##### DATA

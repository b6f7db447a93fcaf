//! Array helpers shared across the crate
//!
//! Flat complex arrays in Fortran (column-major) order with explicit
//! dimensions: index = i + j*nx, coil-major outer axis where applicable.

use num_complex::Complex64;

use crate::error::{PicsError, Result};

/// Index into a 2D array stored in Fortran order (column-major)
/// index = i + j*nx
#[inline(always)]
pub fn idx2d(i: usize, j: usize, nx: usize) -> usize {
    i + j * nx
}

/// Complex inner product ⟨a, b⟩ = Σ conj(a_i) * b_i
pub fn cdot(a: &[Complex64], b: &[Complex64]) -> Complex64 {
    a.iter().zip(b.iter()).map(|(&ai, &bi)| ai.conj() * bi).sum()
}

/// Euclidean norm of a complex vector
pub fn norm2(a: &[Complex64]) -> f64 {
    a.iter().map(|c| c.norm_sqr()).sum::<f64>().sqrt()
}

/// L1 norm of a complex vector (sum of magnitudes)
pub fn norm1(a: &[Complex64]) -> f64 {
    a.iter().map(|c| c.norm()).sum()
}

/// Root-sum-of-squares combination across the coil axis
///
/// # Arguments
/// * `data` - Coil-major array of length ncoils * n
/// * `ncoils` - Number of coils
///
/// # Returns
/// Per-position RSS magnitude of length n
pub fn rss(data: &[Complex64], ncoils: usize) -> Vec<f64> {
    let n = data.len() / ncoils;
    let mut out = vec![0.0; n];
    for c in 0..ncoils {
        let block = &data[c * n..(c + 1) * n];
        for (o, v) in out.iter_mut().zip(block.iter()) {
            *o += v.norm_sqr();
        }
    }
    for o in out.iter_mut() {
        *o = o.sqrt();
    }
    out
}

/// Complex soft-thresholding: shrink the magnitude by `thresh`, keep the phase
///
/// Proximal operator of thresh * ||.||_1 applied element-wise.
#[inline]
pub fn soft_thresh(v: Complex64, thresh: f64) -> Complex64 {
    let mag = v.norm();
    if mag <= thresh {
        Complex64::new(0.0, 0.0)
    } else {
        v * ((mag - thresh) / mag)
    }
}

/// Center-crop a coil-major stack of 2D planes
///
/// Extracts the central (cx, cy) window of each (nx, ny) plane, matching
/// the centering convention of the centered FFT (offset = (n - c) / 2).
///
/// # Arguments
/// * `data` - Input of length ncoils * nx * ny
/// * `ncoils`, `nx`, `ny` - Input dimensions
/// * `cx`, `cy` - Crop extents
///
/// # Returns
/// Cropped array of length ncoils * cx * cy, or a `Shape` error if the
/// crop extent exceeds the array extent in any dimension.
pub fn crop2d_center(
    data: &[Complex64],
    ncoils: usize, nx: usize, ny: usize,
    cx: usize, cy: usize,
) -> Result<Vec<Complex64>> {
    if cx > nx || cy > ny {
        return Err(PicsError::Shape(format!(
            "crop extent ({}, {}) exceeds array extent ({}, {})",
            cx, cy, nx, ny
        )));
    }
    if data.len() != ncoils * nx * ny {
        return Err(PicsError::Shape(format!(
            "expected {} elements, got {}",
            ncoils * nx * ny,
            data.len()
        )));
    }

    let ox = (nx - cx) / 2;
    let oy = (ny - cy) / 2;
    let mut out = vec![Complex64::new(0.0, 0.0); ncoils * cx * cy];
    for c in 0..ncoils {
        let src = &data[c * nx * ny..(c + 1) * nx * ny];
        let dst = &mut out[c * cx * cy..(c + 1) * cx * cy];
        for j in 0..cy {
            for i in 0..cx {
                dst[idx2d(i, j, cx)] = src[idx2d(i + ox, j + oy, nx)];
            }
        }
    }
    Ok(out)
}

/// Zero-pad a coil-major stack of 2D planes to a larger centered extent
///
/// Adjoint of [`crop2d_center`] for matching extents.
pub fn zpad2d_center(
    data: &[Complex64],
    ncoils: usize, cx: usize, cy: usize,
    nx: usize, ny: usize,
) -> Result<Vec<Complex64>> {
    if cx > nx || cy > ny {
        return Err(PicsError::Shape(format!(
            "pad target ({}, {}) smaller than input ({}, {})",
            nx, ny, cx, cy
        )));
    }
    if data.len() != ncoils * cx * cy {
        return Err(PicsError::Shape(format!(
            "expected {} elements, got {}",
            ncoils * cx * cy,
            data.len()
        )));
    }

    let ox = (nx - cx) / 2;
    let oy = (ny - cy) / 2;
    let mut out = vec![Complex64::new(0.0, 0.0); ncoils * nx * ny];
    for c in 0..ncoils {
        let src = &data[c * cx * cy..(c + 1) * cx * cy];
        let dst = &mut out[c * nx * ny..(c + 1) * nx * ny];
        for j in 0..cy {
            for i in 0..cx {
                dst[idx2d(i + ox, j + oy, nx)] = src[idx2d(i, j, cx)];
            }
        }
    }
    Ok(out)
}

##########
##### DATA

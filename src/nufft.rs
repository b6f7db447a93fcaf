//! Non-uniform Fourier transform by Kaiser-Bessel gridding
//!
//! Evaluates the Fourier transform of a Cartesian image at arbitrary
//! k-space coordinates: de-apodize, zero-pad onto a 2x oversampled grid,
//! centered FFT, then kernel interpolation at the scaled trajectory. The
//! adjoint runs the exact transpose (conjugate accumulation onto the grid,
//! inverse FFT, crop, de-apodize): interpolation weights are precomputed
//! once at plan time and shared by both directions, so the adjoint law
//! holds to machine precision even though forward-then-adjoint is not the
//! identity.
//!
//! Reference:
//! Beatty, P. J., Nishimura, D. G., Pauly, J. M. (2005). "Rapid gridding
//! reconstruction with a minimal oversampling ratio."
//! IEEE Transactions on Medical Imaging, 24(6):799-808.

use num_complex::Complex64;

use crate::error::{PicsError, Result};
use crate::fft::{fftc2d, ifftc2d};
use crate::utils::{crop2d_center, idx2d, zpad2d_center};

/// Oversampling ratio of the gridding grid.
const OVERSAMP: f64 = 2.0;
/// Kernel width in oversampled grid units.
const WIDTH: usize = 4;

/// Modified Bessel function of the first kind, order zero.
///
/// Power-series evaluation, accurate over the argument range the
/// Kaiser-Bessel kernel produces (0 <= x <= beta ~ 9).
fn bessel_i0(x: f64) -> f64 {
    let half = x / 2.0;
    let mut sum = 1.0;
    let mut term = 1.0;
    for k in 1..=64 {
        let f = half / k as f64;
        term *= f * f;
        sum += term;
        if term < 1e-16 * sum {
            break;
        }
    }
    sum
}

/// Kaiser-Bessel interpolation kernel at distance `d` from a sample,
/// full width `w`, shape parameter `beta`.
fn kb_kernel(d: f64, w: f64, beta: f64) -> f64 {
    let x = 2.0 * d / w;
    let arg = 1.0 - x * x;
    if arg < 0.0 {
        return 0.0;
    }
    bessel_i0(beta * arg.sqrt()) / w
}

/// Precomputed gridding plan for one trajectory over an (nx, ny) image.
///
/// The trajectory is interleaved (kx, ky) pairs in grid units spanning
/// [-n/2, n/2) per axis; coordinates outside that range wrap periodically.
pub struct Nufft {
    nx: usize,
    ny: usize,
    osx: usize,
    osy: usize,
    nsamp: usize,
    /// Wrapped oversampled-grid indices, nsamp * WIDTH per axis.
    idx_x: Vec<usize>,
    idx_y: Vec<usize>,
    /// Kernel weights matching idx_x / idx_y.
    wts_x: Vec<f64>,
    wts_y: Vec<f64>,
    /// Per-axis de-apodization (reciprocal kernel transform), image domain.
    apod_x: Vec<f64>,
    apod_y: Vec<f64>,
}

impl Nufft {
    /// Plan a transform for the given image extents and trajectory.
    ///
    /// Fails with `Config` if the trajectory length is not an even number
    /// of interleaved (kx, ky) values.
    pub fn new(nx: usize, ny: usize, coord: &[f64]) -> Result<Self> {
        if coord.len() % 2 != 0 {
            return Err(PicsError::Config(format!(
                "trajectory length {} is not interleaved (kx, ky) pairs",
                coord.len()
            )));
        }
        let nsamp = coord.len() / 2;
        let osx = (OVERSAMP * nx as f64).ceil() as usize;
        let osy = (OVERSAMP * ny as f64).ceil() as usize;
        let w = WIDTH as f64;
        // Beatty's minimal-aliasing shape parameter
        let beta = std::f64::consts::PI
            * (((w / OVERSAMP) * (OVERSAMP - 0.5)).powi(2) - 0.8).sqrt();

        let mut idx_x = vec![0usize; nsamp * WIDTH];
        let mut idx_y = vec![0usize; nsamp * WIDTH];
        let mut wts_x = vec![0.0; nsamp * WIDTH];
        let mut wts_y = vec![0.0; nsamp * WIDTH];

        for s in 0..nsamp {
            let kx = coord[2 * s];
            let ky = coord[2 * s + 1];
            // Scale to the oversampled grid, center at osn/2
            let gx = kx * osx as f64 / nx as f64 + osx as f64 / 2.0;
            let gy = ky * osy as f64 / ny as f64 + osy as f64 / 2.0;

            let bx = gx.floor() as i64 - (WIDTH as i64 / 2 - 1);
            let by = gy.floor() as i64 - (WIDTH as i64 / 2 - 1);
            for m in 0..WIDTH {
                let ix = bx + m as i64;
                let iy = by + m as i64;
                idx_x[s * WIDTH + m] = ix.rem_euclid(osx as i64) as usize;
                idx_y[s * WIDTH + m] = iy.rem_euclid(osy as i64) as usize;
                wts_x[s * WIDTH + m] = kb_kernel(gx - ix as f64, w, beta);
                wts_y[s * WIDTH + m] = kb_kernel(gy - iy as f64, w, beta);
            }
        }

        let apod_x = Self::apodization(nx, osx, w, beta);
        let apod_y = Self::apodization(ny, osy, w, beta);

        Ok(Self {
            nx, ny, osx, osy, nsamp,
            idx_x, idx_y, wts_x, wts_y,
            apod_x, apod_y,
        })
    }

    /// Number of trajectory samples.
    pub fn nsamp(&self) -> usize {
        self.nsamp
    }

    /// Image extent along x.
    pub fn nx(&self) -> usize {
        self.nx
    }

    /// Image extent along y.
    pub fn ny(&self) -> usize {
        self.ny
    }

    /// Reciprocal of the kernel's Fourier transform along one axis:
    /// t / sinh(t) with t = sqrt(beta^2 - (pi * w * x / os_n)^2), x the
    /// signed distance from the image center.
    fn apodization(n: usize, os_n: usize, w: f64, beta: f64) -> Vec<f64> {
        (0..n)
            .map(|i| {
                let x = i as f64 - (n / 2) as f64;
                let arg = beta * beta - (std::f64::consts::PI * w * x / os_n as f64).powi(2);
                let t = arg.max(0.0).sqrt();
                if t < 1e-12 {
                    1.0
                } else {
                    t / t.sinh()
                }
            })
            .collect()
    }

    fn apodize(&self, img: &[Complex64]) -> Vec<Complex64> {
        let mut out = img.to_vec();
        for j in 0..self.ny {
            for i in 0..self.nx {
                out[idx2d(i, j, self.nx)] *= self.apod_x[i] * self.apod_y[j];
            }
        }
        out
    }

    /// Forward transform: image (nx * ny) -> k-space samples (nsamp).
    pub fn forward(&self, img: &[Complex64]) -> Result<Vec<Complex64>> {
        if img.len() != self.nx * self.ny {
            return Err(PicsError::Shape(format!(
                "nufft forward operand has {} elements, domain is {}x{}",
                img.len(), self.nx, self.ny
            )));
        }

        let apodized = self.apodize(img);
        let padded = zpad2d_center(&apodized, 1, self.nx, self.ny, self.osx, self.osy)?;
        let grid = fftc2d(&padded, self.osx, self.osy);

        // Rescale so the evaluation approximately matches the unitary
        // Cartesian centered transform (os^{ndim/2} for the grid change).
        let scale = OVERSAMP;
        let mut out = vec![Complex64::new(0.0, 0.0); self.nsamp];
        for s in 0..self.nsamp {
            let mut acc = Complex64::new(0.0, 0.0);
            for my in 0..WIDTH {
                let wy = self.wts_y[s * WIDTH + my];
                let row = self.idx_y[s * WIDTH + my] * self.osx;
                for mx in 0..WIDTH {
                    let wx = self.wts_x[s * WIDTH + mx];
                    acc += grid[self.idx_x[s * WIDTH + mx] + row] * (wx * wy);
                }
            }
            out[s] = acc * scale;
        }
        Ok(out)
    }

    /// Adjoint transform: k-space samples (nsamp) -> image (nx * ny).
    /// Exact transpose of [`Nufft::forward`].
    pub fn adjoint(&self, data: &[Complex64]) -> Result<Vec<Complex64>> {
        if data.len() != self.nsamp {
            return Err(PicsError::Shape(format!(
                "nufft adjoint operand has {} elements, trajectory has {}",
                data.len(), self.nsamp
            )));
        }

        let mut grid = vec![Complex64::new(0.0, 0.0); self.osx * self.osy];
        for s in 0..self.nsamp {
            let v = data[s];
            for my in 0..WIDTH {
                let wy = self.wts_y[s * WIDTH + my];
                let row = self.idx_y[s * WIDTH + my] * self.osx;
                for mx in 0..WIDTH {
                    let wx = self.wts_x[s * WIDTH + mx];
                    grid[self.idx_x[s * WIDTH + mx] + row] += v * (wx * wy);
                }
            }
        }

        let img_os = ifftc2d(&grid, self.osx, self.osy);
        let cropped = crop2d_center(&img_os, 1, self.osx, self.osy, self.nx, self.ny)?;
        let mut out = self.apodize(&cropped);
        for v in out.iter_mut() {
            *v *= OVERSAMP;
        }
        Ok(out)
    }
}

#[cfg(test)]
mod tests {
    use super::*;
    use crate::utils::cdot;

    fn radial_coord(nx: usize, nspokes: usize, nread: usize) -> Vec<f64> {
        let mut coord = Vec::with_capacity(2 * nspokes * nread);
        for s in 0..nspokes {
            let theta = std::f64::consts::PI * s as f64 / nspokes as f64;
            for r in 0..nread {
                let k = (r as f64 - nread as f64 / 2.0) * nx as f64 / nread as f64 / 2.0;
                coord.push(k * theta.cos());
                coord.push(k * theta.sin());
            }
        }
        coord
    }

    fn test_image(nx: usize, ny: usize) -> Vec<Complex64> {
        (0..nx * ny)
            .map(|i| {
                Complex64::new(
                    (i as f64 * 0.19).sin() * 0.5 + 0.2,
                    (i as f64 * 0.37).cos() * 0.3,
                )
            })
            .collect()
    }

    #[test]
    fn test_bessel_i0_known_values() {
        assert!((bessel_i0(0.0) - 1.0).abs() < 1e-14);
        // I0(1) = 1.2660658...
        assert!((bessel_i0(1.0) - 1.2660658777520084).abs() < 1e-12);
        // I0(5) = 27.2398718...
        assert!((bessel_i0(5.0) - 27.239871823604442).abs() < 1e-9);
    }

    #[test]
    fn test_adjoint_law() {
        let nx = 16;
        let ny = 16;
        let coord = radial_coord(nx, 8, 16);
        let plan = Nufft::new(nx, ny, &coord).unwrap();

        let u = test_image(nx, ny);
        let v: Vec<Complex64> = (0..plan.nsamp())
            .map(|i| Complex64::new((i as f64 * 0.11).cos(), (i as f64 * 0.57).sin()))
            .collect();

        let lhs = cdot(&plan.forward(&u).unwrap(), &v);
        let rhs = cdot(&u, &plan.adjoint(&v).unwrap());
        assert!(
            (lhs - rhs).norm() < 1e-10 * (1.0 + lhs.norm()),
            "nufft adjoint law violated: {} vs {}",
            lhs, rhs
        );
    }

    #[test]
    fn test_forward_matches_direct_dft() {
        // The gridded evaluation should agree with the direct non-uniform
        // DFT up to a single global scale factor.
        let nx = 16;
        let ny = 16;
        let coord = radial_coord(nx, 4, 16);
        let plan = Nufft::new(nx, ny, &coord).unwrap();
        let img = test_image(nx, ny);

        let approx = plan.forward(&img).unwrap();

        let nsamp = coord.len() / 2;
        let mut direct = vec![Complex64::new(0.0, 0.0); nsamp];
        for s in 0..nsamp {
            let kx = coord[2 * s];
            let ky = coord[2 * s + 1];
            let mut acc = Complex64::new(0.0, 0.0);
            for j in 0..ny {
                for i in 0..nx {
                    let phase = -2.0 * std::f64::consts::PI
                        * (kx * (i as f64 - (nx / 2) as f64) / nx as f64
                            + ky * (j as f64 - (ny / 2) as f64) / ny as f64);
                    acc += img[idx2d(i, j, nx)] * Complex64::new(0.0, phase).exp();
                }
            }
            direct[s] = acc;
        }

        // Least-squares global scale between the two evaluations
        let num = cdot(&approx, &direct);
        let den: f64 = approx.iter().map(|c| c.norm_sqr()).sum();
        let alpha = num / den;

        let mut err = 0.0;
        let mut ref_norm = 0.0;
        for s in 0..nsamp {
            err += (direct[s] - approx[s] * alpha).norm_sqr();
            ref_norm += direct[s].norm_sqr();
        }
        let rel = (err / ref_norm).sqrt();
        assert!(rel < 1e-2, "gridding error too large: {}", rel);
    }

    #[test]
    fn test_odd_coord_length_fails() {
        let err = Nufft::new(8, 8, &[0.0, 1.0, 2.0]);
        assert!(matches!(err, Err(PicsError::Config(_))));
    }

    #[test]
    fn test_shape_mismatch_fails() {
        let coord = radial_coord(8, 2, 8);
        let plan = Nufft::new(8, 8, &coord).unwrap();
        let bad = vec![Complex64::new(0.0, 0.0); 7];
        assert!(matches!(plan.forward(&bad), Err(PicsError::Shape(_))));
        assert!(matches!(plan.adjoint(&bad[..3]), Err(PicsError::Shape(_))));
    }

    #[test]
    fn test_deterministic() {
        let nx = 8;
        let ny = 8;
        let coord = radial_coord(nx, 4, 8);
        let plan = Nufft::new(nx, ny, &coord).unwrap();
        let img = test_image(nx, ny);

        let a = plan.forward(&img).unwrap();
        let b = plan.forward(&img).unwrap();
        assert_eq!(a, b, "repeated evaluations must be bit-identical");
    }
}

##########

**ABOUT THIS TASK:** Your task is to transcribe, with no changes, only the lines of the listing above that lie between the line holding "pub fn forward(&self, img: &[Complex64])" and the line holding "let grid = fftc2d(&padded, self.osx, self.osy);", inclusive.

**ANSWER SECTION:**
    pub fn forward(&self, img: &[Complex64]) -> Result<Vec<Complex64>> {
        if img.len() != self.nx * self.ny {
            return Err(PicsError::Shape(format!(
                "nufft forward operand has {} elements, domain is {}x{}",
                img.len(), self.nx, self.ny
            )));
        }

        let apodized = self.apodize(img);
        let padded = zpad2d_center(&apodized, 1, self.nx, self.ny, self.osx, self.osy)?;
        let grid = fftc2d(&padded, self.osx, self.osy);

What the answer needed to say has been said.